Business in Serbia has been quite satisfying for Austrian companies over the past years. Now we need to think about innovation partnerships, a cooperation of start-ups or common projects in third markets
Trade volume between Serbia and Austria has been steadily growing regularly reaching 1.1 bln euro. We asked Erika Teoman Brener, what is next? What should be our ambition in economic cooperation? Her response is nuanced as the cooperation between the two countries has many facets and promising avenues. The service sector evolved from financial to other services and advanced cooperation in the IT field for example. A considerable number of our companies are looking forward to expanding creating new jobs and broadening their presence in the market.

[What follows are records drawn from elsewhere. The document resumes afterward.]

//! Configuration management for flatten-imports

use flatten_foundation::{FlattenError, FlattenResult};
use serde::{Deserialize, Serialize};
use std::path::{Path, PathBuf};

/// Name of the optional configuration file looked up in the project root
pub const CONFIG_FILE_NAME: &str = "flatten.toml";

/// Prefix for environment overrides, e.g. `FLATTEN__ALIAS_PREFIX=~/`
pub const ENV_PREFIX: &str = "FLATTEN__";

/// Barrel directory used when nothing else is configured
pub const DEFAULT_BARREL_DIRECTORY: &str = "src/components";

/// Alias prefix used when nothing else is configured
pub const DEFAULT_ALIAS_PREFIX: &str = "@/";

/// Main application configuration
#[derive(Debug, Clone, Serialize, Deserialize, PartialEq)]
#[serde(rename_all = "camelCase", default)]
pub struct FlattenConfig {
    /// Directories whose index module is a barrel (e.g. `src/components`)
    pub barrel_directories: Vec<String>,
    /// Prefix prepended to a barrel directory to form its import specifier
    pub alias_prefix: String,
    /// Report changes without writing them
    pub dry_run: bool,
    /// Project root that globs are matched against
    #[serde(skip)]
    pub root: PathBuf,
    /// Source files to process, relative to `root`
    pub include: Vec<String>,
    /// Files to leave alone even if they match `include`
    pub exclude: Vec<String>,
    /// Logging configuration
    pub logging: LoggingConfig,
}

impl Default for FlattenConfig {
    fn default() -> Self {
        Self {
            barrel_directories: vec![DEFAULT_BARREL_DIRECTORY.to_string()],
            alias_prefix: DEFAULT_ALIAS_PREFIX.to_string(),
            dry_run: false,
            root: PathBuf::from("."),
            include: vec!["src/**/*.{ts,tsx,js,jsx}".to_string()],
            exclude: vec!["**/node_modules/**".to_string(), "**/*.d.ts".to_string()],
            logging: LoggingConfig::default(),
        }
    }
}

/// Log output format
#[derive(Debug, Clone, Serialize, Deserialize, PartialEq, Default)]
#[serde(rename_all = "lowercase")]
pub enum LogFormat {
    /// Human-readable format for development
    #[default]
    Pretty,
    /// Structured JSON format
    Json,
}

/// Logging configuration
#[derive(Debug, Clone, Serialize, Deserialize, PartialEq)]
#[serde(rename_all = "camelCase", default)]
pub struct LoggingConfig {
    /// Log level (trace, debug, info, warn, error)
    pub level: String,
    /// Output format
    pub format: LogFormat,
}

impl Default for LoggingConfig {
    fn default() -> Self {
        Self {
            level: "warn".to_string(),
            format: LogFormat::Pretty,
        }
    }
}

/// Values supplied on the command line; `None`/empty means "not given"
#[derive(Debug, Clone, Default)]
pub struct ConfigOverrides {
    /// Comma-separated barrel directories
    pub paths: Option<String>,
    pub alias: Option<String>,
    pub dry_run: bool,
    pub root: Option<PathBuf>,
    pub include: Vec<String>,
    pub exclude: Vec<String>,
    /// Explicit configuration file; must exist when given
    pub config_file: Option<PathBuf>,
    pub log_level: Option<String>,
}

/// Split a comma-separated directory list, dropping blank entries
pub fn parse_barrel_directories(paths: &str) -> Vec<String> {
    paths
        .split(',')
        .map(str::trim)
        .filter(|p| !p.is_empty())
        .map(String::from)
        .collect()
}

/// `alias_prefix` -> `aliasPrefix`, for environment variable keys
fn snake_to_camel(key: &str) -> String {
    let mut out = String::with_capacity(key.len());
    let mut upper = false;
    for ch in key.chars() {
        if ch == '_' {
            upper = true;
        } else if upper {
            out.extend(ch.to_uppercase());
            upper = false;
        } else {
            out.push(ch);
        }
    }
    out
}

impl FlattenConfig {
    /// Load configuration
    ///
    /// Priority order: CLI overrides > env vars > config file > defaults.
    /// The result is normalized and validated; any problem is a
    /// [`FlattenError::Config`] and nothing has been touched yet.
    pub fn load(overrides: &ConfigOverrides) -> FlattenResult<Self> {
        use figment::{
            providers::{Env, Format, Serialized, Toml},
            Figment,
        };

        let root = overrides
            .root
            .clone()
            .unwrap_or_else(|| PathBuf::from("."));

        let mut figment = Figment::from(Serialized::defaults(FlattenConfig::default()));

        if let Some(path) = Self::config_file(&root, overrides.config_file.as_deref())? {
            tracing::debug!(path = %path.display(), "Loading TOML configuration");
            figment = figment.merge(Toml::file(path));
        }

        figment = figment.merge(Env::prefixed(ENV_PREFIX).map(|key| {
            key.as_str()
                .split("__")
                .map(snake_to_camel)
                .collect::<Vec<_>>()
                .join(".")
                .into()
        }));

        let mut config: FlattenConfig = figment
            .extract()
            .map_err(|e| FlattenError::config(format!("Failed to load configuration: {}", e)))?;

        config.root = root;
        config.apply_overrides(overrides);
        config.normalize();
        config.validate()?;

        tracing::debug!(
            barrel_directories = ?config.barrel_directories,
            alias_prefix = %config.alias_prefix,
            dry_run = config.dry_run,
            "Configuration loaded successfully"
        );

        Ok(config)
    }

    fn config_file(root: &Path, explicit: Option<&Path>) -> FlattenResult<Option<PathBuf>> {
        match explicit {
            Some(path) if path.is_file() => Ok(Some(path.to_path_buf())),
            Some(path) => Err(FlattenError::config(format!(
                "Configuration file not found: {}",
                path.display()
            ))),
            None => {
                let candidate = root.join(CONFIG_FILE_NAME);
                Ok(candidate.is_file().then_some(candidate))
            }
        }
    }

    fn apply_overrides(&mut self, overrides: &ConfigOverrides) {
        if let Some(paths) = &overrides.paths {
            self.barrel_directories = parse_barrel_directories(paths);
        }
        if let Some(alias) = &overrides.alias {
            self.alias_prefix = alias.clone();
        }
        if overrides.dry_run {
            self.dry_run = true;
        }
        if !overrides.include.is_empty() {
            self.include = overrides.include.clone();
        }
        if !overrides.exclude.is_empty() {
            self.exclude = overrides.exclude.clone();
        }
        if let Some(level) = &overrides.log_level {
            self.logging.level = level.clone();
        }
    }

    /// Trim whitespace and trailing slashes from barrel directories
    pub fn normalize(&mut self) {
        for dir in &mut self.barrel_directories {
            *dir = dir.trim().trim_end_matches('/').to_string();
        }
    }

    /// Validate the configuration
    pub fn validate(&self) -> FlattenResult<()> {
        if self.barrel_directories.is_empty() {
            return Err(FlattenError::config(
                "At least one barrel directory must be configured",
            ));
        }

        if let Some(idx) = self
            .barrel_directories
            .iter()
            .position(|dir| dir.trim().trim_end_matches('/').is_empty())
        {
            return Err(FlattenError::config(format!(
                "Barrel directory #{} is empty",
                idx + 1
            )));
        }

        if self.include.iter().all(|p| p.trim().is_empty()) {
            return Err(FlattenError::config(
                "At least one include pattern must be configured",
            ));
        }

        let valid_levels = ["trace", "debug", "info", "warn", "error"];
        if !valid_levels.contains(&self.logging.level.as_str()) {
            return Err(FlattenError::config(format!(
                "Invalid log level '{}', must be one of: {}",
                self.logging.level,
                valid_levels.join(", ")
            )));
        }

        Ok(())
    }
}
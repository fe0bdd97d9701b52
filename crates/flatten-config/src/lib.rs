//! Configuration and logging setup for flatten-imports

pub mod config;
pub mod logging;

pub use config::{ConfigOverrides, FlattenConfig, LogFormat, LoggingConfig};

“We are convinced that there is still a huge potential in our bilateral trade and we should aim at exploring all possible business opportunities, diversify our export structures and forge even closer relations. These could be partnerships that go beyond simple trade. I am thinking of innovation partnerships, the cooperation of start-ups or common projects in third markets”, says Teoman Brener. “The important thing is to realize what makes a potential business partner strong and how to unite knowledge and skills for a common goal. In order to do so, we should all aim at supporting new networks, particularly among the young and upcoming generations.”
We are pleased to note that a considerable share of our companies here plan to expand their investments here, both by employing more people or by increasing their capital expenditure.
Austrian firms have over 400 subsidiaries in Serbia. On what pace the new companies are arriving? Are there any patterns you would like to outline?
A company´s decision to invest in Serbia or any other country is a very individual one and depends on factors that vary from company to company. That´s why there is no pattern to it.
Sometimes a company´s plan to expand to Serbia is linked to the need to be close to a specific customer or to have access to certain skills and know-how available here. However, in a globalized world like ours, one should never underestimate the role of external factors. The current crisis in the automotive industry, for example, or rising trade uncertainty in general, forces many companies to re-think their investment plans.
To what extent is the structure of investments changing? What is the ratio between financial companies which arrived first and manufacturing which came afterward?
We cannot give an accurate estimate of the ratio, but there is, indeed, a focus on service-oriented companies. They don´t operate only in the financial sector, but also in logistics and trade. There is also quite a considerable presence of Austrian companies in software development, benefitting from the excellent quality of Serbian IT-experts. We are also pleased to note that a considerable share of our companies here plan to expand their investments here, both by employing more people or by increasing their capital expenditure.
Difficulties in finding suitable candidates for their vacancies is one of the most pressing issues in the medium-term, both for domestic and foreign companies.
How Austrian companies evaluate their perspectives in Serbia in the latest survey? Which factors are affecting their expectations the most, those at the domestic market, or the slowdown of German and other large industries?
Business in Serbia has been quite satisfying for Austrian companies over the past years. However, when it comes to assess the overall economic situation of the country, there has not been much of a change in the respondents’ sentiments over the past years. As in most surveys of this kind, however, the respondents assess their own business outlook more optimistic than the general economic climate. The fact that for 2020 more Austrian companies expect economic conditions to stay the same, relegating optimists to second place, might be a reflection of a perceived deterioration in the European economic climate.
The Austrian companies repeatedly say that the biggest problems they were facing in their operations in Serbia had to do with legal certainty and the fight against corruption and bureaucracy. However, do you see any changes in their attitudes as the reforms are progressing?
Austrian companies have identified several areas, which continue to pose a significant challenge and in their view need to be improved or reformed. As in previous years, these issues relate for the most part to the rule of law, lack of transparency and red tape. While our companies acknowledge improvements in this area, they also point out that certain market-related issues, such as long payment terms, affect them at least as much as regulatory matters. Recently, our companies are faced more and more with difficulties in finding suitable candidates for their vacancies. We see this as one of the most pressing issues in the medium-term, both for domestic and foreign companies. In order to ease the lack of skilled workforce for them, the Austrian Federal Economic Chamber (WKO) together with the Austrian Development Agency (ADA), the Serbian Chamber of Commerce (PKS) and other international and Serbian institutions started in 2016 the project „DualVET Serbia“. More than 3.000 students are currently receiving or have already received vocational education in schools and companies across Serbia. This project opens new opportunities for young people in Serbia while at the same time benefitting Serbia as an interesting place to invest.